[[ DATA RECORDS, beginning ]]

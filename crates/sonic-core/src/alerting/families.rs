//! Metric family adapters
//!
//! Each tiered family knows how to read its metric from a position, how its
//! alerts are keyed and how its message reads. Adding a family means adding
//! an adapter here and registering it in [`default_adapters`].

use crate::error::{Error, Result};
use crate::models::{AlertKey, MetricFamily, Position, Severity};

/// Strategy for one tiered metric family
pub trait FamilyAdapter: Send + Sync {
    /// Family this adapter evaluates
    fn family(&self) -> MetricFamily;

    /// Read the metric from `position`, failing with a data error when it is
    /// missing or not a finite number
    fn value(&self, position: &Position) -> Result<f64>;

    /// Key under which severity changes are latched
    fn latch_key(&self, position: &Position) -> AlertKey {
        AlertKey::subject(self.family(), &position.id)
    }

    /// Key under which messages are cooled down
    fn cooldown_key(&self, position: &Position, _severity: Severity) -> AlertKey {
        AlertKey::subject(self.family(), &position.id)
    }

    /// Human-readable alert text
    fn format(&self, position: &Position, value: f64, severity: Severity) -> String;
}

/// Adapters for every tiered family, in evaluation order
pub fn default_adapters() -> Vec<Box<dyn FamilyAdapter>> {
    vec![
        Box::new(TravelPercentAdapter),
        Box::new(ProfitAdapter),
        Box::new(HeatIndexAdapter),
    ]
}

fn finite(position: &Position, name: &str, value: Option<f64>) -> Result<f64> {
    match value {
        Some(v) if v.is_finite() => Ok(v),
        Some(v) => Err(Error::data(&position.id, format!("{name} is not finite ({v})"))),
        None => Err(Error::data(&position.id, format!("{name} is missing"))),
    }
}

/// Travel towards liquidation; negative and worse as it decreases
#[derive(Debug, Clone, Copy, Default)]
pub struct TravelPercentAdapter;

impl FamilyAdapter for TravelPercentAdapter {
    fn family(&self) -> MetricFamily {
        MetricFamily::TravelPercent
    }

    fn value(&self, position: &Position) -> Result<f64> {
        finite(position, "current_travel_percent", position.current_travel_percent)
    }

    // Each tier cools down on its own
    fn cooldown_key(&self, position: &Position, severity: Severity) -> AlertKey {
        AlertKey::level(self.family(), &position.id, severity)
    }

    fn format(&self, position: &Position, value: f64, severity: Severity) -> String {
        format!(
            "Travel Percent Liquid ALERT: {} {} (Wallet: {}) - Current Travel% = {:.2}%, Level = {}",
            position.asset_name(),
            position.side(),
            position.wallet(),
            value,
            severity
        )
    }
}

/// Profit after fees, falling back to value minus collateral
#[derive(Debug, Clone, Copy, Default)]
pub struct ProfitAdapter;

impl FamilyAdapter for ProfitAdapter {
    fn family(&self) -> MetricFamily {
        MetricFamily::Profit
    }

    fn value(&self, position: &Position) -> Result<f64> {
        let reported = match position.profit {
            Some(p) if !p.is_finite() => {
                return Err(Error::data(&position.id, format!("profit is not finite ({p})")))
            }
            Some(p) if p != 0.0 => return Ok(p),
            other => other,
        };

        match (position.value, position.collateral) {
            (Some(value), Some(collateral)) => {
                let computed = value - collateral;
                if computed.is_finite() {
                    Ok(computed)
                } else {
                    Err(Error::data(&position.id, "value - collateral is not finite"))
                }
            }
            // A reported zero stands when there is nothing to recompute it from
            _ => reported.ok_or_else(|| {
                Error::data(&position.id, "profit is missing and value/collateral unavailable")
            }),
        }
    }

    fn format(&self, position: &Position, value: f64, severity: Severity) -> String {
        format!(
            "Profit ALERT: {} {} profit of {:.2} (Level: {}).",
            position.asset_name(),
            position.side(),
            value,
            severity
        )
    }
}

/// Position heat index
#[derive(Debug, Clone, Copy, Default)]
pub struct HeatIndexAdapter;

impl FamilyAdapter for HeatIndexAdapter {
    fn family(&self) -> MetricFamily {
        MetricFamily::HeatIndex
    }

    fn value(&self, position: &Position) -> Result<f64> {
        finite(position, "heat_index", position.heat_index)
    }

    fn format(&self, position: &Position, value: f64, severity: Severity) -> String {
        format!(
            "Heat Index ALERT: {} {} heat index {:.2} (Level: {}).",
            position.asset_name(),
            position.side(),
            value,
            severity
        )
    }
}

#[cfg(test)]
mod tests {
    use super::*;
    use pretty_assertions::assert_eq;

    fn position() -> Position {
        Position {
            id: "pos-1".to_string(),
            asset_type: "btc".to_string(),
            position_type: "LONG".to_string(),
            wallet_name: Some("Vault".to_string()),
            current_travel_percent: Some(-42.5),
            profit: Some(250.0),
            value: Some(1500.0),
            collateral: Some(1000.0),
            heat_index: Some(7.0),
            current_price: Some(60_000.0),
        }
    }

    #[test]
    fn test_travel_message_and_keys() {
        let adapter = TravelPercentAdapter;
        let pos = position();
        assert_eq!(adapter.value(&pos).unwrap(), -42.5);
        assert_eq!(
            adapter.format(&pos, -42.5, Severity::Low),
            "Travel Percent Liquid ALERT: Bitcoin Long (Wallet: Vault) - Current Travel% = -42.50%, Level = LOW"
        );
        assert_eq!(adapter.latch_key(&pos).as_str(), "travel_percent:pos-1");
        assert_eq!(
            adapter.cooldown_key(&pos, Severity::High).as_str(),
            "travel_percent:pos-1:high"
        );
    }

    #[test]
    fn test_missing_travel_percent_is_data_error() {
        let pos = Position {
            current_travel_percent: None,
            ..position()
        };
        assert!(TravelPercentAdapter.value(&pos).unwrap_err().is_data());

        let nan = Position {
            current_travel_percent: Some(f64::NAN),
            ..position()
        };
        assert!(TravelPercentAdapter.value(&nan).is_err());
    }

    #[test]
    fn test_profit_uses_reported_value() {
        assert_eq!(ProfitAdapter.value(&position()).unwrap(), 250.0);
        assert_eq!(
            ProfitAdapter.cooldown_key(&position(), Severity::High).as_str(),
            "profit:pos-1"
        );
    }

    #[test]
    fn test_profit_falls_back_to_value_minus_collateral() {
        let zero = Position {
            profit: Some(0.0),
            ..position()
        };
        assert_eq!(ProfitAdapter.value(&zero).unwrap(), 500.0);

        let missing = Position {
            profit: None,
            ..position()
        };
        assert_eq!(ProfitAdapter.value(&missing).unwrap(), 500.0);
    }

    #[test]
    fn test_profit_without_any_source_is_data_error() {
        let pos = Position {
            profit: None,
            value: None,
            ..position()
        };
        assert!(ProfitAdapter.value(&pos).unwrap_err().is_data());

        let reported_zero = Position {
            profit: Some(0.0),
            collateral: None,
            ..position()
        };
        assert_eq!(ProfitAdapter.value(&reported_zero).unwrap(), 0.0);
    }

    #[test]
    fn test_profit_and_heat_messages() {
        assert_eq!(
            ProfitAdapter.format(&position(), 250.0, Severity::Medium),
            "Profit ALERT: Bitcoin Long profit of 250.00 (Level: MEDIUM)."
        );
        assert_eq!(
            HeatIndexAdapter.format(&position(), 7.0, Severity::High),
            "Heat Index ALERT: Bitcoin Long heat index 7.00 (Level: HIGH)."
        );
    }

    #[test]
    fn test_default_adapters_cover_tiered_families() {
        let families: Vec<MetricFamily> = default_adapters().iter().map(|a| a.family()).collect();
        assert_eq!(families, MetricFamily::TIERED.to_vec());
    }
}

[[ DATA RECORDS, end ]]

-- WHAT YOU SHOULD DO --
Scan the records for the string "FamilyAdapter" and show every line that contains it.

-- WRITTEN ANSWER --
pub trait FamilyAdapter: Send + Sync {
pub fn default_adapters() -> Vec<Box<dyn FamilyAdapter>> {
impl FamilyAdapter for TravelPercentAdapter {
impl FamilyAdapter for ProfitAdapter {
impl FamilyAdapter for HeatIndexAdapter {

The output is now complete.